As of the census of 2000, there were 1,405 people, 566 households, and 400 families residing in the town. The population density was 42.3 PD/sqmi. There were 1,118 housing units at an average density of 33.6 /sqmi. The racial makeup of the town was 98.65% White, 0.50% African American, 0.07% from other races, and 0.78% from two or more races. Hispanic or Latino of any race were 1.07% of the population.

There were 566 households, out of which 28.4% had children under the age of 18 living with them, 58.0% were married couples living together, 6.9% had a female householder with no husband present, and 29.3% were non-families. 23.9% of all households were made up of individuals, and 9.9% had someone living alone who was 65 years of age or older. The average household size was 2.48 and the average family size was 2.90.

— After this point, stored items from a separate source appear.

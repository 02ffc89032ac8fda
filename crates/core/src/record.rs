//! Backup records, restoration events and the journal document that holds them.

use std::path::PathBuf;

use chrono::{DateTime, Utc};
use serde::{Deserialize, Serialize};

use crate::id::BackupId;

const BYTES_PER_MB: f64 = 1024.0 * 1024.0;

/// Human-readable size with two decimals, e.g. `"1.50"` for 1.5 MiB.
pub fn format_size_mb(bytes: u64) -> String {
    format!("{:.2}", bytes as f64 / BYTES_PER_MB)
}

/// Whether a dump covers the whole database or a table subset.
#[derive(Debug, Clone, Copy, PartialEq, Eq, Hash, PartialOrd, Ord, Serialize, Deserialize)]
#[serde(rename_all = "snake_case")]
pub enum BackupKind {
    Full,
    Partial,
}

impl BackupKind {
    pub fn as_str(&self) -> &'static str {
        match self {
            BackupKind::Full => "full",
            BackupKind::Partial => "partial",
        }
    }
}

impl core::fmt::Display for BackupKind {
    fn fmt(&self, f: &mut core::fmt::Formatter<'_>) -> core::fmt::Result {
        f.write_str(self.as_str())
    }
}

impl core::str::FromStr for BackupKind {
    type Err = crate::DomainError;

    fn from_str(s: &str) -> Result<Self, Self::Err> {
        match s.trim().to_ascii_lowercase().as_str() {
            "full" => Ok(BackupKind::Full),
            "partial" => Ok(BackupKind::Partial),
            other => Err(crate::DomainError::validation(format!(
                "backup type must be `full` or `partial`, got `{other}`"
            ))),
        }
    }
}

/// One successful dump.
///
/// The record stays valid even when `filepath` no longer exists on disk;
/// the journal, not the filesystem, is authoritative.
#[derive(Debug, Clone, PartialEq, Serialize, Deserialize)]
#[serde(rename_all = "camelCase")]
pub struct BackupRecord {
    pub id: BackupId,
    /// Display name: the caller's original text, not the sanitized filename.
    pub name: String,
    #[serde(default)]
    pub description: Option<String>,
    pub filename: String,
    pub filepath: PathBuf,
    /// Artifact size in bytes (post-compression when compressed).
    pub size: u64,
    #[serde(rename = "sizeMB")]
    pub size_mb: String,
    pub compressed: bool,
    pub database: String,
    pub created_at: DateTime<Utc>,
    #[serde(default)]
    pub created_by: Option<String>,
    #[serde(rename = "type")]
    pub kind: BackupKind,
}

impl BackupRecord {
    /// Age relative to `now`.
    pub fn age(&self, now: DateTime<Utc>) -> chrono::Duration {
        now - self.created_at
    }

    /// True when the record was captured strictly before `cutoff`.
    pub fn is_older_than(&self, cutoff: DateTime<Utc>) -> bool {
        self.created_at < cutoff
    }
}

/// Audit entry written after a restore applied a dump. Never mutated.
#[derive(Debug, Clone, PartialEq, Serialize, Deserialize)]
#[serde(rename_all = "camelCase")]
pub struct RestorationEvent {
    pub backup_id: BackupId,
    pub restored_at: DateTime<Utc>,
    #[serde(default)]
    pub restored_by: Option<String>,
}

impl RestorationEvent {
    pub fn new(backup_id: BackupId, restored_by: Option<String>) -> Self {
        Self {
            backup_id,
            restored_at: Utc::now(),
            restored_by,
        }
    }
}

/// The full journal document: `{ "backups": [...], "restorations": [...] }`.
#[derive(Debug, Clone, Default, PartialEq, Serialize, Deserialize)]
pub struct BackupJournal {
    #[serde(default)]
    pub backups: Vec<BackupRecord>,
    #[serde(default)]
    pub restorations: Vec<RestorationEvent>,
}

impl BackupJournal {
    pub fn find(&self, id: BackupId) -> Option<&BackupRecord> {
        self.backups.iter().find(|b| b.id == id)
    }

    /// Remove every record with `id`, returning the first one removed.
    pub fn remove(&mut self, id: BackupId) -> Option<BackupRecord> {
        let position = self.backups.iter().position(|b| b.id == id)?;
        let removed = self.backups.remove(position);
        self.backups.retain(|b| b.id != id);
        Some(removed)
    }
}

#[cfg(test)]
mod tests {
    use super::*;

    fn record(name: &str) -> BackupRecord {
        BackupRecord {
            id: BackupId::new(),
            name: name.to_string(),
            description: None,
            filename: format!("{name}.sql.gz"),
            filepath: PathBuf::from(format!("/tmp/{name}.sql.gz")),
            size: 1_572_864,
            size_mb: format_size_mb(1_572_864),
            compressed: true,
            database: "shop".to_string(),
            created_at: Utc::now(),
            created_by: None,
            kind: BackupKind::Full,
        }
    }

    #[test]
    fn size_mb_has_two_decimals() {
        assert_eq!(format_size_mb(0), "0.00");
        assert_eq!(format_size_mb(1_572_864), "1.50");
        assert_eq!(format_size_mb(1), "0.00");
    }

    #[test]
    fn record_serializes_with_wire_field_names() {
        let json = serde_json::to_value(record("nightly")).unwrap();
        assert_eq!(json["sizeMB"], "1.50");
        assert_eq!(json["type"], "full");
        assert!(json["createdAt"].is_string());
        assert!(json["createdBy"].is_null());
    }

    #[test]
    fn journal_tolerates_missing_sections() {
        let journal: BackupJournal = serde_json::from_str(r#"{"backups": []}"#).unwrap();
        assert!(journal.restorations.is_empty());

        let journal: BackupJournal = serde_json::from_str("{}").unwrap();
        assert!(journal.backups.is_empty());
    }

    #[test]
    fn remove_returns_record_once() {
        let mut journal = BackupJournal::default();
        let r = record("a");
        let id = r.id;
        journal.backups.push(r);
        journal.backups.push(record("b"));

        assert_eq!(journal.remove(id).map(|r| r.name), Some("a".to_string()));
        assert!(journal.remove(id).is_none());
        assert_eq!(journal.backups.len(), 1);
    }
}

In the town, the population was spread out, with 24.6% under the age of 18, 5.4% from 18 to 24, 24.8% from 25 to 44, 29.6% from 45 to 64, and 15.5% who were 65 years of age or older. The median age was 42 years. For every 100 females, there were 104.5 males. For every 100 females age 18 and over, there were 102.5 males.

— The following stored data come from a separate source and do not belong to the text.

//! Round trip against a real MySQL server and real client tools.
//!
//! Reads connection settings from the environment (`DB_HOST`, `DB_USER`,
//! `DB_PASSWORD`, `DB_NAME`, ...). The target database is dropped and
//! recreated, so point `DB_NAME` at a scratch database.
//!
//! ```text
//! DB_NAME=benchvault_scratch cargo test -p benchvault-infra --test live_mysql -- --ignored
//! ```

use benchvault_core::{BackupOptions, RestoreOptions};
use benchvault_infra::tools::{resolve_tool, ToolInvocation, ToolKind};
use benchvault_infra::{BackupConfig, BackupService};

const TABLES: [(&str, u32); 3] = [("customers", 3), ("repairs", 5), ("payments", 2)];

/// Run one statement with the client tool, returning tab-separated rows.
async fn sql(config: &BackupConfig, database: Option<&str>, statement: &str) -> Vec<String> {
    let client = resolve_tool(ToolKind::Client, config.client_tool.as_deref()).unwrap();
    let conn = &config.connection;
    let output = ToolInvocation::connect(&client, conn)
        .password(conn.password())
        .args(["-N", "-B"])
        .args(database)
        .args(["-e", statement])
        .timeout(config.tool_timeout)
        .run()
        .await
        .unwrap();
    output.stdout.lines().map(str::to_string).collect()
}

async fn tables(config: &BackupConfig) -> Vec<String> {
    let mut names = sql(config, Some(config.connection.database.as_str()), "SHOW TABLES").await;
    names.sort();
    names
}

async fn row_count(config: &BackupConfig, table: &str) -> u32 {
    let rows = sql(
        config,
        Some(config.connection.database.as_str()),
        &format!("SELECT COUNT(*) FROM `{table}`"),
    )
    .await;
    rows[0].trim().parse().unwrap()
}

async fn seed(config: &BackupConfig) {
    let db = &config.connection.database;
    sql(config, None, &format!("DROP DATABASE IF EXISTS `{db}`")).await;
    sql(config, None, &format!("CREATE DATABASE `{db}`")).await;
    for (table, rows) in TABLES {
        let values: Vec<String> = (1..=rows).map(|i| format!("({i}, 'row {i}')")).collect();
        let statement = format!(
            "CREATE TABLE `{table}` (id INT PRIMARY KEY, label VARCHAR(32)); \
             INSERT INTO `{table}` VALUES {};",
            values.join(", ")
        );
        sql(config, Some(db.as_str()), &statement).await;
    }
}

#[tokio::test]
#[ignore = "requires a running MySQL server and mysqldump/mysql on PATH"]
async fn backup_restore_delete_round_trip() {
    let dir = tempfile::tempdir().unwrap();
    let config = BackupConfig::from_env()
        .unwrap()
        .with_backup_dir(dir.path());
    seed(&config).await;
    let service = BackupService::open(config.clone());

    let record = service
        .create_backup(BackupOptions::named("live round trip"))
        .await
        .unwrap();
    assert!(record.size > 0);

    // Drift after the backup: an extra table and an extra row.
    sql(
        &config,
        Some(config.connection.database.as_str()),
        "CREATE TABLE scratch (id INT); INSERT INTO customers VALUES (99, 'late');",
    )
    .await;

    let outcome = service
        .restore_backup(
            record.id,
            RestoreOptions {
                drop_database: true,
                ..Default::default()
            },
        )
        .await
        .unwrap();
    assert!(outcome.success);

    let mut expected: Vec<String> = TABLES.iter().map(|(t, _)| t.to_string()).collect();
    expected.sort();
    assert_eq!(tables(&config).await, expected);
    for (table, rows) in TABLES {
        assert_eq!(row_count(&config, table).await, rows, "{table}");
    }

    service.delete_backup(record.id).await.unwrap();
    assert!(service.delete_backup(record.id).await.unwrap_err().is_not_found());
}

The median income for a household in the town was $37,115, and the median income for a family was $42,438. Males had a median income of $27,026 versus $21,106 for females. The per capita income for the town was $18,461. About 7.7% of families and 9.7% of the population were below the poverty line, including 15.3% of those under age 18 and 4.2% of those age 65 or over.

Historical population
| Census | Pop. | Note | %± |
| 1820 | 1,162 |  | — |
| 1830 | 1,730 |  | 48.9% |
| 1840 | 1,781 |  | 2.9% |
| 1850 | 1,815 |  | 1.9% |
| 1860 | 1,470 |  | −19.0% |
| 1870 | 1,393 |  | −5.2% |
| 1880 | 1,660 |  | 19.2% |
| 1890 | 1,769 |  | 6.6% |
| 1900 | 1,590 |  | −10.1% |
| 1910 | 1,316 |  | −17.2% |
| 1920 | 1,062 |  | −19.3% |
| 1930 | 983 |  | −7.4% |
| 1940 | 957 |  | −2.6% |
| 1950 | 1,138 |  | 18.9% |
| 1960 | 1,106 |  | −2.8% |
| 1970 | 1,167 |  | 5.5% |
| 1980 | 1,274 |  | 9.2% |
| 1990 | 1,417 |  | 11.2% |
| 2000 | 1,405 |  | −0.8% |
| 2010 | 1,285 |  | −8.5% |
| 2020 | 1,260 |  | −1.9% |
| 2021 (est.) | 1,250 |  | −0.8% |
U.S. Decennial Census

== Communities and locations in the Town of Pulteney ==
- Brown Corners - A location in the north part of the town on County Road 78.
- Catawba - A hamlet in the southeast part of the town on NY-54A.
- Elmbois - A hamlet in the southwest part of the town on County Road 77.
- Gibson Landing - A hamlet on the shore of Keuka Lake and NY-54A.
- Glodes Corners - A location in the northwest part of the town on County Road 75.
- Lakeside Park - A hamlet on the shore of Keuka Lake, north of Gibson Landing on NY-54A.
- Pulteney - The hamlet of Pulteney in the northeast part of the town on County Road 76.
- South Pulteney - A hamlet southwest of Pulteney village.
- Stewarts Corners - A location in the northwest part of the town, south of Glodes Corners.